[[ DATA TO USE open ]]

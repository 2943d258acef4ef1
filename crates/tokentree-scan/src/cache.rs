//! Rule and file-metadata caches.

use std::path::Path;
use std::sync::Arc;

use dashmap::DashMap;
use tracing::debug;

use tokentree_core::path::cache_key;
use tokentree_core::{FileRecord, IgnoreMode};

use crate::resolver::ResolvedRules;

/// Key of a resolved rule set.
#[derive(Debug, Clone, PartialEq, Eq, Hash)]
pub struct RuleCacheKey {
    root: String,
    mode: IgnoreMode,
    custom_hash: String,
}

impl RuleCacheKey {
    /// `custom` must already be normalized (see `normalize_custom_patterns`).
    ///
    /// Custom patterns only take part in global mode.
    pub fn new(root: &Path, mode: IgnoreMode, custom: &[String]) -> Self {
        let custom_hash = match mode {
            IgnoreMode::Global => hash_patterns(custom),
            IgnoreMode::Automatic => String::new(),
        };
        Self {
            root: cache_key(root),
            mode,
            custom_hash,
        }
    }
}

fn hash_patterns(patterns: &[String]) -> String {
    let mut hasher = blake3::Hasher::new();
    for pattern in patterns {
        hasher.update(pattern.as_bytes());
        hasher.update(b"\n");
    }
    hasher.finalize().to_hex().to_string()
}

/// Entry counts, for diagnostics.
#[derive(Debug, Clone, Copy, Default, PartialEq, Eq)]
pub struct CacheStats {
    pub rule_sets: usize,
    pub files: usize,
}

/// Resolved rule sets and per-file records.
///
/// Both maps are plain key/value stores: entries leave only through the
/// explicit invalidation methods.
#[derive(Debug, Default)]
pub struct ScanCache {
    rules: DashMap<RuleCacheKey, Arc<ResolvedRules>>,
    files: DashMap<String, Arc<FileRecord>>,
}

impl ScanCache {
    pub fn new() -> Self {
        Self::default()
    }

    pub fn rules(&self, key: &RuleCacheKey) -> Option<Arc<ResolvedRules>> {
        self.rules.get(key).map(|entry| Arc::clone(entry.value()))
    }

    pub fn insert_rules(&self, key: RuleCacheKey, rules: Arc<ResolvedRules>) {
        self.rules.insert(key, rules);
    }

    pub fn file(&self, path: &Path) -> Option<Arc<FileRecord>> {
        self.files
            .get(&cache_key(path))
            .map(|entry| Arc::clone(entry.value()))
    }

    /// Insert or replace the record for its absolute path.
    pub fn insert_file(&self, record: Arc<FileRecord>) {
        self.files.insert(cache_key(&record.absolute_path), record);
    }

    /// Drop the record for exactly `path`.
    pub fn remove_file(&self, path: &Path) -> Option<Arc<FileRecord>> {
        self.files.remove(&cache_key(path)).map(|(_, record)| record)
    }

    /// Drop every record at or below `path`. Returns how many were removed.
    pub fn remove_under(&self, path: &Path) -> usize {
        let key = cache_key(path);
        let prefix = format!("{key}/");
        let before = self.files.len();
        self.files
            .retain(|candidate, _| candidate != &key && !candidate.starts_with(&prefix));
        let removed = before.saturating_sub(self.files.len());
        if removed > 0 {
            debug!(path = %path.display(), removed, "invalidated cached records");
        }
        removed
    }

    pub fn clear_rules(&self) {
        self.rules.clear();
    }

    pub fn clear_files(&self) {
        self.files.clear();
    }

    /// Invalidate both caches.
    pub fn clear(&self) {
        self.clear_rules();
        self.clear_files();
    }

    pub fn stats(&self) -> CacheStats {
        CacheStats {
            rule_sets: self.rules.len(),
            files: self.files.len(),
        }
    }
}

#[cfg(test)]
mod tests {
    use super::*;
    use std::path::PathBuf;

    fn record(path: &str) -> Arc<FileRecord> {
        let relative = path.trim_start_matches("/repo/").to_string();
        Arc::new(FileRecord::text(
            PathBuf::from(path),
            relative,
            1,
            "x".to_string(),
            1,
        ))
    }

    #[test]
    fn test_file_roundtrip_and_remove() {
        let cache = ScanCache::new();
        cache.insert_file(record("/repo/a.txt"));

        assert!(cache.file(Path::new("/repo/a.txt")).is_some());
        assert!(cache.file(Path::new("/repo/a.txt/")).is_some());
        assert!(cache.remove_file(Path::new("/repo/a.txt")).is_some());
        assert!(cache.file(Path::new("/repo/a.txt")).is_none());
    }

    #[test]
    fn test_remove_under_prefix_only() {
        let cache = ScanCache::new();
        cache.insert_file(record("/repo/src/a.rs"));
        cache.insert_file(record("/repo/src/deep/b.rs"));
        cache.insert_file(record("/repo/srcfile.rs"));

        assert_eq!(cache.remove_under(Path::new("/repo/src")), 2);
        assert!(cache.file(Path::new("/repo/srcfile.rs")).is_some());
        assert_eq!(cache.stats().files, 1);
    }

    #[test]
    fn test_rule_key_ignores_custom_in_automatic_mode() {
        let root = Path::new("/repo");
        let a = RuleCacheKey::new(root, IgnoreMode::Automatic, &["*.md".to_string()]);
        let b = RuleCacheKey::new(root, IgnoreMode::Automatic, &[]);
        assert_eq!(a, b);

        let c = RuleCacheKey::new(root, IgnoreMode::Global, &["*.md".to_string()]);
        let d = RuleCacheKey::new(root, IgnoreMode::Global, &[]);
        assert_ne!(c, d);
        assert_ne!(a, c);
    }
}
//! Filesystem change watching for tokentree.
//!
//! [`ChangeWatcher`] subscribes to a scanned root through `notify`, debounces
//! bursts per path, re-reads changed files through the same
//! [`FileProcessor`](tokentree_scan::FileProcessor) the scanner uses and keeps
//! the shared [`ScanCache`](tokentree_scan::ScanCache) coherent.

mod debounce;
mod watcher;

pub use debounce::{Debouncer, PendingKind};
pub use watcher::{ChangeWatcher, WatchEvent};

[[ DATA TO USE closed ]]

WHAT IS EXPECTED:
In the records above, find each line that holds the word "derive"; copy all such lines.

RESPONSE TO THE TASK:
#[derive(Debug, Clone, PartialEq, Eq, Hash)]
#[derive(Debug, Clone, Copy, Default, PartialEq, Eq)]
#[derive(Debug, Default)]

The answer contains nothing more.